> **Work task**
Every line of the material below that holds the string "common" should be copied.

Segment Start: Study material

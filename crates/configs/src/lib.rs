use anyhow::{anyhow, Result};
use serde::Deserialize;

#[derive(Debug, Clone, Deserialize, Default)]
pub struct AppConfig {
    #[serde(default)]
    pub server: ServerConfig,
    #[serde(default)]
    pub database: DatabaseConfig,
    #[serde(default)]
    pub gateway: GatewayConfig,
}

#[derive(Debug, Clone, Deserialize)]
pub struct ServerConfig {
    pub host: String,
    pub port: u16,
    #[serde(default)]
    pub worker_threads: Option<usize>,
}

impl Default for ServerConfig {
    fn default() -> Self {
        Self { host: "127.0.0.1".into(), port: 9090, worker_threads: Some(4) }
    }
}

#[derive(Debug, Clone, Deserialize, Default)]
pub struct DatabaseConfig {
    pub url: String,
    #[serde(default = "default_max_connections")]
    pub max_connections: u32,
    #[serde(default = "default_min_connections")]
    pub min_connections: u32,
    #[serde(default = "default_connect_timeout")]
    pub connect_timeout_secs: u64,
    #[serde(default = "default_idle_timeout")]
    pub idle_timeout_secs: u64,
    #[serde(default = "default_acquire_timeout")]
    pub acquire_timeout_secs: u64,
    #[serde(default)]
    pub sqlx_logging: bool,
}

#[derive(Debug, Clone, Deserialize)]
pub struct GatewayConfig {
    pub host: String,
    pub port: u16,
    /// Base URL of the backing server the gateway forwards to.
    pub server_url: String,
}

impl Default for GatewayConfig {
    fn default() -> Self {
        Self {
            host: "127.0.0.1".into(),
            port: 8080,
            server_url: "http://127.0.0.1:9090".into(),
        }
    }
}

fn default_max_connections() -> u32 { 10 }
fn default_min_connections() -> u32 { 2 }
fn default_connect_timeout() -> u64 { 30 }
fn default_idle_timeout() -> u64 { 600 }
fn default_acquire_timeout() -> u64 { 30 }

pub fn load_default() -> Result<AppConfig> {
    let path = std::env::var("CONFIG_PATH").unwrap_or_else(|_| "config.toml".to_string());
    load_from_file(&path)
}

pub fn load_from_file(path: &str) -> Result<AppConfig> {
    let content = std::fs::read_to_string(path)?;
    let cfg: AppConfig = toml::from_str(&content)?;
    Ok(cfg)
}

impl AppConfig {
    pub fn load_and_validate() -> Result<Self> {
        let mut cfg = load_default()?;
        cfg.normalize_and_validate()?;
        Ok(cfg)
    }

    pub fn normalize_and_validate(&mut self) -> Result<()> {
        self.server.normalize()?;
        self.database.normalize_from_env();
        self.database.validate()?;
        self.gateway.normalize_from_env()?;
        Ok(())
    }
}

impl ServerConfig {
    fn normalize(&mut self) -> Result<()> {
        if self.host.trim().is_empty() {
            self.host = "127.0.0.1".to_string();
        }
        if self.port == 0 {
            return Err(anyhow!("server.port must be in 1..=65535"));
        }
        match self.worker_threads {
            Some(0) | None => self.worker_threads = Some(4),
            Some(_) => {}
        }
        Ok(())
    }
}

impl DatabaseConfig {
    /// Fill the URL from the environment when the TOML leaves it empty.
    pub fn normalize_from_env(&mut self) {
        if self.url.trim().is_empty() {
            if let Ok(url) = std::env::var("DATABASE_URL") {
                self.url = url;
            }
        }
    }

    pub fn validate(&self) -> Result<()> {
        if self.url.trim().is_empty() {
            return Err(anyhow!(
                "database.url is empty; provide it in config.toml or via DATABASE_URL"
            ));
        }
        let lower = self.url.to_lowercase();
        if !(lower.starts_with("postgresql://")
            || lower.starts_with("postgres://")
            || lower.starts_with("sqlite:"))
        {
            return Err(anyhow!("database.url must be a postgres:// or sqlite: URL"));
        }
        if self.min_connections == 0 {
            return Err(anyhow!("database.min_connections must be >= 1"));
        }
        if self.max_connections < self.min_connections {
            return Err(anyhow!("database.max_connections must be >= min_connections"));
        }
        if self.connect_timeout_secs == 0 || self.acquire_timeout_secs == 0 {
            return Err(anyhow!("database timeouts must be positive seconds"));
        }
        Ok(())
    }
}

impl GatewayConfig {
    pub fn normalize_from_env(&mut self) -> Result<()> {
        if self.host.trim().is_empty() {
            self.host = "127.0.0.1".to_string();
        }
        if let Ok(host) = std::env::var("GATEWAY_HOST") {
            if !host.trim().is_empty() {
                self.host = host;
            }
        }
        if let Ok(port) = std::env::var("GATEWAY_PORT") {
            if let Ok(port) = port.parse::<u16>() {
                self.port = port;
            }
        }
        if let Ok(url) = std::env::var("SERVER_URL") {
            if !url.trim().is_empty() {
                self.server_url = url;
            }
        }
        if self.port == 0 {
            return Err(anyhow!("gateway.port must be in 1..=65535"));
        }
        if self.server_url.trim().is_empty() {
            return Err(anyhow!("gateway.server_url must not be empty"));
        }
        // Trailing slashes break naive path joining downstream.
        while self.server_url.ends_with('/') {
            self.server_url.pop();
        }
        Ok(())
    }
}

#[cfg(test)]
mod tests {
    use super::*;

    #[test]
    fn defaults_pass_validation_with_db_url() {
        let mut cfg = AppConfig::default();
        cfg.database.url = "postgres://localhost/lendhub".into();
        cfg.database.max_connections = default_max_connections();
        cfg.database.min_connections = default_min_connections();
        cfg.database.connect_timeout_secs = default_connect_timeout();
        cfg.database.idle_timeout_secs = default_idle_timeout();
        cfg.database.acquire_timeout_secs = default_acquire_timeout();
        assert!(cfg.normalize_and_validate().is_ok());
    }

    #[test]
    fn empty_db_url_is_rejected() {
        let cfg = DatabaseConfig {
            url: String::new(),
            max_connections: 10,
            min_connections: 2,
            connect_timeout_secs: 30,
            idle_timeout_secs: 600,
            acquire_timeout_secs: 30,
            sqlx_logging: false,
        };
        assert!(cfg.validate().is_err());
    }

    #[test]
    fn gateway_server_url_is_trimmed() {
        let mut gw = GatewayConfig {
            host: "0.0.0.0".into(),
            port: 8080,
            server_url: "http://127.0.0.1:9090///".into(),
        };
        gw.normalize_from_env().unwrap();
        assert_eq!(gw.server_url, "http://127.0.0.1:9090");
    }
}
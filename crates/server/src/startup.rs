use std::{env, net::SocketAddr};

use axum::Router;
use dotenvy::dotenv;
use migration::{Migrator, MigratorTrait};
use tower_http::cors::CorsLayer;
use tracing::info;

use crate::routes::{self, AppState};
use common::logging::init_logging_default;

fn init_logging() {
    init_logging_default();
}

fn build_cors() -> CorsLayer {
    CorsLayer::very_permissive()
}

/// Load host/port from configs or env vars, with sensible fallbacks.
fn load_bind_addr(cfg: Option<&configs::AppConfig>) -> anyhow::Result<SocketAddr> {
    let (host, port) = match cfg {
        Some(cfg) => (cfg.server.host.clone(), cfg.server.port),
        None => {
            let host = env::var("SERVER_HOST").unwrap_or_else(|_| "127.0.0.1".to_string());
            let port = env::var("SERVER_PORT")
                .ok()
                .and_then(|p| p.parse::<u16>().ok())
                .unwrap_or(9090);
            (host, port)
        }
    };
    Ok(format!("{}:{}", host, port).parse()?)
}

/// Public entry: connect the database, apply migrations, and serve.
pub async fn run() -> anyhow::Result<()> {
    dotenv().ok();
    init_logging();

    // A missing config file is fine; env vars take over.
    let cfg = configs::AppConfig::load_and_validate().ok();

    let db = match cfg.as_ref() {
        Some(cfg) => models::db::connect_with(&cfg.database).await?,
        None => models::db::connect().await?,
    };
    Migrator::up(&db, None).await?;
    info!("database ready");

    let state = AppState { db };
    let app: Router = routes::build_router(state, build_cors());

    let addr = load_bind_addr(cfg.as_ref())?;
    info!(%addr, "starting server");
    let listener = tokio::net::TcpListener::bind(addr).await?;
    axum::serve(listener, app).await?;
    Ok(())
}
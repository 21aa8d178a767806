use crate::errors::ServiceError;

/// Query-filter states for booking listings. Distinct from the stored
/// `BookingStatus`: CURRENT/PAST/FUTURE are pure time predicates, WAITING
/// and REJECTED mix time and status.
#[derive(Debug, Clone, Copy, PartialEq, Eq)]
pub enum BookingState {
    All,
    Current,
    Past,
    Future,
    Waiting,
    Rejected,
}

impl BookingState {
    pub fn parse(state: &str) -> Result<Self, ServiceError> {
        match state {
            "ALL" => Ok(Self::All),
            "CURRENT" => Ok(Self::Current),
            "PAST" => Ok(Self::Past),
            "FUTURE" => Ok(Self::Future),
            "WAITING" => Ok(Self::Waiting),
            "REJECTED" => Ok(Self::Rejected),
            other => Err(ServiceError::Validation(format!("Unknown state: {other}"))),
        }
    }
}
use axum::{
    extract::{Path, Query, State},
    response::Response,
    routing::{get, patch, post},
    Json, Router,
};
use serde::Deserialize;
use tracing::info;

use crate::errors::GatewayError;
use crate::routes::GatewayState;
use crate::validate;
use common::dto::NewBookingDto;
use common::identity::UserId;

pub fn router() -> Router<GatewayState> {
    Router::new()
        .route("/", post(create_booking).get(list_own_bookings))
        .route("/owner", get(list_owner_bookings))
        .route("/:id", patch(approve_booking).get(get_booking))
        .route("/:id/cancel", patch(cancel_booking))
}

#[derive(Debug, Deserialize)]
struct ApproveQuery {
    approved: bool,
}

/// The state string is forwarded verbatim; the server owns its vocabulary.
#[derive(Debug, Deserialize)]
struct RawStateQuery {
    state: Option<String>,
    from: Option<i64>,
    size: Option<i64>,
}

async fn create_booking(
    State(state): State<GatewayState>,
    UserId(user_id): UserId,
    Json(dto): Json<NewBookingDto>,
) -> Result<Response, GatewayError> {
    validate::new_booking(&dto)?;
    info!(user_id, "forwarding booking creation");
    state.client.post_json("/bookings", Some(user_id), &dto).await
}

async fn approve_booking(
    State(state): State<GatewayState>,
    UserId(user_id): UserId,
    Path(id): Path<i64>,
    Query(query): Query<ApproveQuery>,
) -> Result<Response, GatewayError> {
    info!(user_id, booking_id = id, approved = query.approved, "forwarding booking decision");
    state
        .client
        .patch(
            &format!("/bookings/{id}"),
            Some(user_id),
            &[("approved", query.approved.to_string())],
        )
        .await
}

async fn cancel_booking(
    State(state): State<GatewayState>,
    UserId(user_id): UserId,
    Path(id): Path<i64>,
) -> Result<Response, GatewayError> {
    info!(user_id, booking_id = id, "forwarding booking cancellation");
    state.client.patch(&format!("/bookings/{id}/cancel"), Some(user_id), &[]).await
}

async fn get_booking(
    State(state): State<GatewayState>,
    UserId(user_id): UserId,
    Path(id): Path<i64>,
) -> Result<Response, GatewayError> {
    state.client.get(&format!("/bookings/{id}"), Some(user_id), &[]).await
}

async fn list_own_bookings(
    State(state): State<GatewayState>,
    UserId(user_id): UserId,
    Query(query): Query<RawStateQuery>,
) -> Result<Response, GatewayError> {
    forward_listing(&state, "/bookings", user_id, query).await
}

async fn list_owner_bookings(
    State(state): State<GatewayState>,
    UserId(user_id): UserId,
    Query(query): Query<RawStateQuery>,
) -> Result<Response, GatewayError> {
    forward_listing(&state, "/bookings/owner", user_id, query).await
}

async fn forward_listing(
    state: &GatewayState,
    path: &str,
    user_id: i64,
    query: RawStateQuery,
) -> Result<Response, GatewayError> {
    let (from, size) = validate::pagination(query.from, query.size)?;
    let state_param = query.state.unwrap_or_else(|| "ALL".to_string());
    state
        .client
        .get(
            path,
            Some(user_id),
            &[
                ("state", state_param),
                ("from", from.to_string()),
                ("size", size.to_string()),
            ],
        )
        .await
}
impl RedbStore {
    /// Open or create a store at the given path.
    pub fn open(path: impl AsRef<Path>, schema: Schema) -> Result<Self> {
        let db = Database::create(path.as_ref()).map_err(storage_error)?;
        Self::with_database(db, schema)
    }

    /// Create a volatile store. Used by tests and benchmarks.
    pub fn in_memory(schema: Schema) -> Result<Self> {
        let db = Database::builder()
            .create_with_backend(InMemoryBackend::new())
            .map_err(storage_error)?;
        Self::with_database(db, schema)
    }

    fn with_database(db: Database, schema: Schema) -> Result<Self> {
        schema.validate()?;

        // Initialize tables if they don't exist
        let write_txn = db.begin_write().map_err(storage_error)?;
        {
            let _ = write_txn.open_table(ROWS).map_err(storage_error)?;
            let _ = write_txn.open_table(SEQUENCES).map_err(storage_error)?;
        }
        write_txn.commit().map_err(storage_error)?;

        Ok(Self {
            db: Arc::new(db),
            schema: Arc::new(schema),
            sequences: Arc::new(Mutex::new(BTreeMap::new())),
        })
    }

    /// Number of stored rows of `entity`.
    pub fn count(&self, entity: &str) -> Result<usize> {
        let read_txn = self.db.begin_read().map_err(storage_error)?;
        let table = read_txn.open_table(ROWS).map_err(storage_error)?;
        Ok(scan_rows(&table, entity)?.len())
    }
}

impl Datastore for RedbStore {
    type Manager = RedbManager;

    fn schema(&self) -> &Schema {
        &self.schema
    }

    fn manager(&self) -> RedbManager {
        RedbManager {
            db: Arc::clone(&self.db),
            schema: Arc::clone(&self.schema),
            sequences: Arc::clone(&self.sequences),
            staged: Vec::new(),
            allocated: BTreeMap::new(),
        }
    }
}

// =============================================================================
// MANAGER
// =============================================================================

/// A change waiting for the next flush.
#[derive(Debug)]
enum Staged {
    /// Merge fields and `toOne` links into the row, creating it if needed.
    /// A `None` link clears the foreign key.
    Upsert {
        entity: String,
        key: Key,
        fields: BTreeMap<String, Value>,
        links: BTreeMap<String, Option<Key>>,
    },
    /// Point the `attribute` foreign key of an existing row at `owner`.
    Link {
        entity: String,
        key: Key,
        attribute: String,
        owner: Key,
    },
    Remove {
        entity: String,
        key: Key,
    },
    /// The row must exist once every other change is applied.
    Require {
        entity: String,
        key: Key,
    },
}

/// Unit of work over a `RedbStore`.
pub struct RedbManager {
    db: Arc<Database>,
    schema: Arc<Schema>,
    sequences: Arc<Mutex<BTreeMap<String, u64>>>,
    staged: Vec<Staged>,
    /// Highest key handed out per entity by this manager.
    allocated: BTreeMap<String, u64>,
}

impl std::fmt::Debug for RedbManager {
    fn fmt(&self, f: &mut std::fmt::Formatter<'_>) -> std::fmt::Result {
        f.debug_struct("RedbManager")
            .field("staged", &self.staged.len())
            .finish_non_exhaustive()
    }
}

impl RedbManager {
    fn entity(&self, name: &str) -> Result<&EntityType> {
        self.schema
            .entity(name)
            .ok_or_else(|| NotFound::Entity(name.to_string()).into())
    }

    fn next_key(&mut self, entity: &str) -> Result<Key> {
        let mut sequences = self
            .sequences
            .lock()
            .map_err(|_| FootprintError::Persistence("Key sequence lock poisoned".to_string()))?;

        let current = match sequences.get(entity) {
            Some(&last) => last,
            None => {
                let read_txn = self.db.begin_read().map_err(storage_error)?;
                let table = read_txn.open_table(SEQUENCES).map_err(storage_error)?;
                table
                    .get(entity)
                    .map_err(storage_error)?
                    .map(|v| v.value())
                    .unwrap_or(0)
            }
        };

        let next = current.saturating_add(1);
        sequences.insert(entity.to_string(), next);
        self.allocated.insert(entity.to_string(), next);
        Ok(Key(next))
    }

    /// Load one relation of the row `owner_key`, keeping only records that
    /// match `filter`. Loaded records carry leaf fields only.
    fn load_related<T>(
        &self,
        table: &T,
        relation: &Relation,
        owner_key: Key,
        links: &BTreeMap<String, Key>,
        filter: &Filter,
        offset: Option<usize>,
        limit: Option<usize>,
    ) -> Result<Related>
    where
        T: ReadableTable<(&'static str, u64), &'static [u8]>,
    {
        let target = self.entity(&relation.target)?;

        match relation.cardinality {
            Cardinality::ToOne => {
                let Some(&key) = links.get(&relation.name) else {
                    return Ok(Related::One(None));
                };
                // A link to a removed row loads as empty.
                let child = match read_row(table, target.name(), key)? {
                    Some(row) if row_matches(target, key, &row, filter)? => Some(Box::new(
                        Record::managed(target.name(), key, row.fields),
                    )),
                    _ => None,
                };
                Ok(Related::One(child))
            }
            Cardinality::ToMany => {
                let mapped_by = relation.mapped_by.as_deref().ok_or_else(|| {
                    FootprintError::Persistence(format!(
                        "Relation '{}' has no mapped_by",
                        relation.name
                    ))
                })?;

                let mut children = Vec::new();
                for (key, row) in scan_rows(table, target.name())? {
                    if row.links.get(mapped_by) == Some(&owner_key)
                        && row_matches(target, key, &row, filter)?
                    {
                        children.push(Record::managed(target.name(), key, row.fields));
                    }
                }
                Ok(Related::Many(page(children, offset, limit)))
            }
        }
    }

    fn hydrate<T>(
        &self,
        table: &T,
        entity: &EntityType,
        key: Key,
        row: Row,
        populate: &Populate,
    ) -> Result<Record>
    where
        T: ReadableTable<(&'static str, u64), &'static [u8]>,
    {
        let Row { fields, links } = row;
        let mut record = Record::managed(entity.name(), key, fields);

        for relation in entity.relations() {
            if populate.includes(&relation.name) {
                let related =
                    self.load_related(table, relation, key, &links, &Filter::new(), None, None)?;
                record.set_related(&relation.name, related);
            }
        }
        Ok(record)
    }

    /// Stage `record` and its loaded relations. Returns the record's key.
    fn stage(&mut self, record: &mut Record) -> Result<Key> {
        if record.is_reference() {
            let key = record.key().ok_or_else(|| {
                FootprintError::Persistence(format!(
                    "Reference to '{}' has no key",
                    record.entity()
                ))
            })?;
            self.staged.push(Staged::Require {
                entity: record.entity().to_string(),
                key,
            });
            return Ok(key);
        }

        let schema = Arc::clone(&self.schema);
        let entity = schema
            .entity(record.entity())
            .ok_or_else(|| NotFound::Entity(record.entity().to_string()))?;
        let key = match record.key() {
            Some(key) => key,
            None => self.next_key(entity.name())?,
        };
        record.mark_managed(key);

        let mut links = BTreeMap::new();
        let mut members = Vec::new();
        for (attribute, related) in record.relations_mut() {
            let relation = entity
                .relation(attribute)
                .ok_or_else(|| NotFound::Association {
                    entity: entity.name().to_string(),
                    attribute: attribute.clone(),
                })?;

            match (relation.cardinality, related) {
                (Cardinality::ToOne, Related::One(child)) => {
                    let linked = match child {
                        Some(child) => Some(self.stage(child)?),
                        None => None,
                    };
                    links.insert(attribute.clone(), linked);
                }
                (Cardinality::ToMany, Related::Many(children)) => {
                    let mapped_by = relation.mapped_by.clone().ok_or_else(|| {
                        FootprintError::Persistence(format!(
                            "Relation '{}.{}' has no mapped_by",
                            entity.name(),
                            attribute
                        ))
                    })?;
                    for child in children.iter_mut() {
                        let child_key = self.stage(child)?;
                        members.push(Staged::Link {
                            entity: relation.target.clone(),
                            key: child_key,
                            attribute: mapped_by.clone(),
                            owner: key,
                        });
                    }
                }
                _ => {
                    return Err(FootprintError::Validation(format!(
                        "Relation '{}.{}' holds the wrong cardinality",
                        entity.name(),
                        attribute
                    )));
                }
            }
        }

        self.staged.push(Staged::Upsert {
            entity: entity.name().to_string(),
            key,
            fields: record.fields().clone(),
            links,
        });
        self.staged.extend(members);
        Ok(key)
    }
}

Segment End: Study material

> **Task result**
use common::logging::init_logging_default;
use common::dto::NewBookingDto;
use common::identity::UserId;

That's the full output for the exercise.